**Work to be completed**
Using the data below, copy out all lines with the word "that".

**Given data**
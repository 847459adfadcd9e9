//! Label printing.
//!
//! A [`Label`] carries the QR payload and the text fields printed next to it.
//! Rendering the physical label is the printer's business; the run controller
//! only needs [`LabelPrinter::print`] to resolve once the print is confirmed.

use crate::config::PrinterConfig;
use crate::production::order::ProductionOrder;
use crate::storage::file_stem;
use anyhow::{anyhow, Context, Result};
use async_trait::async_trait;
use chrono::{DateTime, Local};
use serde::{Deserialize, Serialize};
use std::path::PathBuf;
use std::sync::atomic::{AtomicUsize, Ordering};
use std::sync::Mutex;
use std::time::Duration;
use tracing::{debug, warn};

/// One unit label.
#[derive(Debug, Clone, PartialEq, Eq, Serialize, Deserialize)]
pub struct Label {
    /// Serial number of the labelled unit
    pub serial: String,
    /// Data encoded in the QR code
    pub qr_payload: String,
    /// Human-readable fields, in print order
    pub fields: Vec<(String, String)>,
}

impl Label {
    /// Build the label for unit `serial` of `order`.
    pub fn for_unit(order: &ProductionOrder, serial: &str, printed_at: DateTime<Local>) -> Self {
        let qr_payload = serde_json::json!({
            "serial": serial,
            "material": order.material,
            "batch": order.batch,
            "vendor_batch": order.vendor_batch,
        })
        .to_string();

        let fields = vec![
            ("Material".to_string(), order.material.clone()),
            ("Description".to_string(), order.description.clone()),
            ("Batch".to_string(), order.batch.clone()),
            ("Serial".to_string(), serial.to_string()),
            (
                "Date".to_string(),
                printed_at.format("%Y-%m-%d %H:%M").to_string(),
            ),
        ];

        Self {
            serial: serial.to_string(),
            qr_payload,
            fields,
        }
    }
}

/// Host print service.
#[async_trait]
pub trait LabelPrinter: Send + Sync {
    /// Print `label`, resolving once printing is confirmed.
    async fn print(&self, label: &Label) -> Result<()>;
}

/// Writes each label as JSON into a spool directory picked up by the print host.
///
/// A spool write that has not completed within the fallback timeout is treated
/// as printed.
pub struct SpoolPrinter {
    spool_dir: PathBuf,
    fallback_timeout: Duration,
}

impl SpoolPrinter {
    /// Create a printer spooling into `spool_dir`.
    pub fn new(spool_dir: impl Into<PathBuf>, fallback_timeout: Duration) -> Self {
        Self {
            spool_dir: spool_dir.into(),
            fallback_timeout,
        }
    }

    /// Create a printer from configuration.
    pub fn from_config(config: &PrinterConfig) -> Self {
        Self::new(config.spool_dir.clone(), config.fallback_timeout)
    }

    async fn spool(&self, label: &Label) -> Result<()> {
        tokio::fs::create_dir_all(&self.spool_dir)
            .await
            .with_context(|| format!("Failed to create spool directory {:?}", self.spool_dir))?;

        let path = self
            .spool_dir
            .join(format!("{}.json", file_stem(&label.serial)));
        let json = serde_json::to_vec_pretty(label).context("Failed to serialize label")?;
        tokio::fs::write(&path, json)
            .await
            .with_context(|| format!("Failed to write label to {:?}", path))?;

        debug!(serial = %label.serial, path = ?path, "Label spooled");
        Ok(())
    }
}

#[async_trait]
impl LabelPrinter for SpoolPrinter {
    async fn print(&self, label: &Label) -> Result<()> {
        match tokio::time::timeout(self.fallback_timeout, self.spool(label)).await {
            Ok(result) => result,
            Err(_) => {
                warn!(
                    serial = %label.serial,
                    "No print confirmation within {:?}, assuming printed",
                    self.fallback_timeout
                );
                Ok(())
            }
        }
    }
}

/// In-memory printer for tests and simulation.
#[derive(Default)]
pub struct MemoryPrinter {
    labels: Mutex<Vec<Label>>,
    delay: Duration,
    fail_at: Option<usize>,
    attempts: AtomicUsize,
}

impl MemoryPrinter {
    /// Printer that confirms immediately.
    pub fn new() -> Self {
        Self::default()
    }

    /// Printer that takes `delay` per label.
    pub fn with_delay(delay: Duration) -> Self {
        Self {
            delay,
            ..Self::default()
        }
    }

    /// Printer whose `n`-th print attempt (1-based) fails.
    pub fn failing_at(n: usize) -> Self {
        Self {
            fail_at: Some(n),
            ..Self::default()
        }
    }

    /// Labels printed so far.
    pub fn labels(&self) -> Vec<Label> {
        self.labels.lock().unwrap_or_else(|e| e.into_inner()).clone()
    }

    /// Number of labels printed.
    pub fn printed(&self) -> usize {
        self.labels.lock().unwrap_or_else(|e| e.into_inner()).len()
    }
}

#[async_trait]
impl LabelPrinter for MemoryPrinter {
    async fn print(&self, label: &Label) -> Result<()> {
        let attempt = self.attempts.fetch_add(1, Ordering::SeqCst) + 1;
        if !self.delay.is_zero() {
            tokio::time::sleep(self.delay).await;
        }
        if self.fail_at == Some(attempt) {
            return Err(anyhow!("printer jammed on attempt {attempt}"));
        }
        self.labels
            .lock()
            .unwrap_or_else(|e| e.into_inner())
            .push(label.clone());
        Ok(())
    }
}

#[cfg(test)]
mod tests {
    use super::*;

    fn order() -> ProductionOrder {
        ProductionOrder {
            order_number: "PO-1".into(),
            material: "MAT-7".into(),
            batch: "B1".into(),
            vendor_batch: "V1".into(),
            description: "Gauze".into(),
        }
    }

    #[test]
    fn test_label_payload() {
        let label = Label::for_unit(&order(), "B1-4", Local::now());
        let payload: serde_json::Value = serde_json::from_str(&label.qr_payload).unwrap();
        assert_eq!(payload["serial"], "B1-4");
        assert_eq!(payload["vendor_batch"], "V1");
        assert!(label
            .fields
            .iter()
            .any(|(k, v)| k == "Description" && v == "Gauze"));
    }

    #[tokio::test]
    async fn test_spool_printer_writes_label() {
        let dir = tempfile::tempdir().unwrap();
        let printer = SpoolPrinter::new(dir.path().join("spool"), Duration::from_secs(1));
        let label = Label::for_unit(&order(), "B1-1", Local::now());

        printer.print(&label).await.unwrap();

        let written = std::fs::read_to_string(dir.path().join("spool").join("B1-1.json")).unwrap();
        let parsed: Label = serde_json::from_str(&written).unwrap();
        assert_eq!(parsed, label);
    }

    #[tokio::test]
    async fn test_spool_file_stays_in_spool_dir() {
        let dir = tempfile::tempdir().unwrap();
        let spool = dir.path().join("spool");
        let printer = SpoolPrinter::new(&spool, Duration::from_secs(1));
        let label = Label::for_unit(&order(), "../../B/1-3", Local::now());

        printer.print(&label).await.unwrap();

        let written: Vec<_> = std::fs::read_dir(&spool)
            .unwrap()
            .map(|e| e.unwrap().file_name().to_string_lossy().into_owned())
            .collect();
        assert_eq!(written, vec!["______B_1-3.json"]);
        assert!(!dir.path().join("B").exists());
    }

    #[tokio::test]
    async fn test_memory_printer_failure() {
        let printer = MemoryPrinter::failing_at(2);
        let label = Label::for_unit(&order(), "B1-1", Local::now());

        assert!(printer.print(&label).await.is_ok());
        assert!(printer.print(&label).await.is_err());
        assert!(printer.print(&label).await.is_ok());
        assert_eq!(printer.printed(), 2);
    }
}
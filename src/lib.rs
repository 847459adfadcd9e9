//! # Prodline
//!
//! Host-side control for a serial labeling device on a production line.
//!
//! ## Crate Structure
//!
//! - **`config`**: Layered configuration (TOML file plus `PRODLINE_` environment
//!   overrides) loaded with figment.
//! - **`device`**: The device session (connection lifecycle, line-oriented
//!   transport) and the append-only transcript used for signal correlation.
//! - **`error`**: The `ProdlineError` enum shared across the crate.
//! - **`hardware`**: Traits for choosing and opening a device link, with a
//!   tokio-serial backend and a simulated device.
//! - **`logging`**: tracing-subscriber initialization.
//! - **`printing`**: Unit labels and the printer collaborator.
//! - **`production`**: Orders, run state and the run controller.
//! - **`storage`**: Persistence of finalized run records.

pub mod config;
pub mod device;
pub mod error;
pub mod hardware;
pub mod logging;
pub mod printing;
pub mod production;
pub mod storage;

**Written solution**
/// A spool write that has not completed within the fallback timeout is treated
    /// Printer that confirms immediately.
    /// Printer that takes `delay` per label.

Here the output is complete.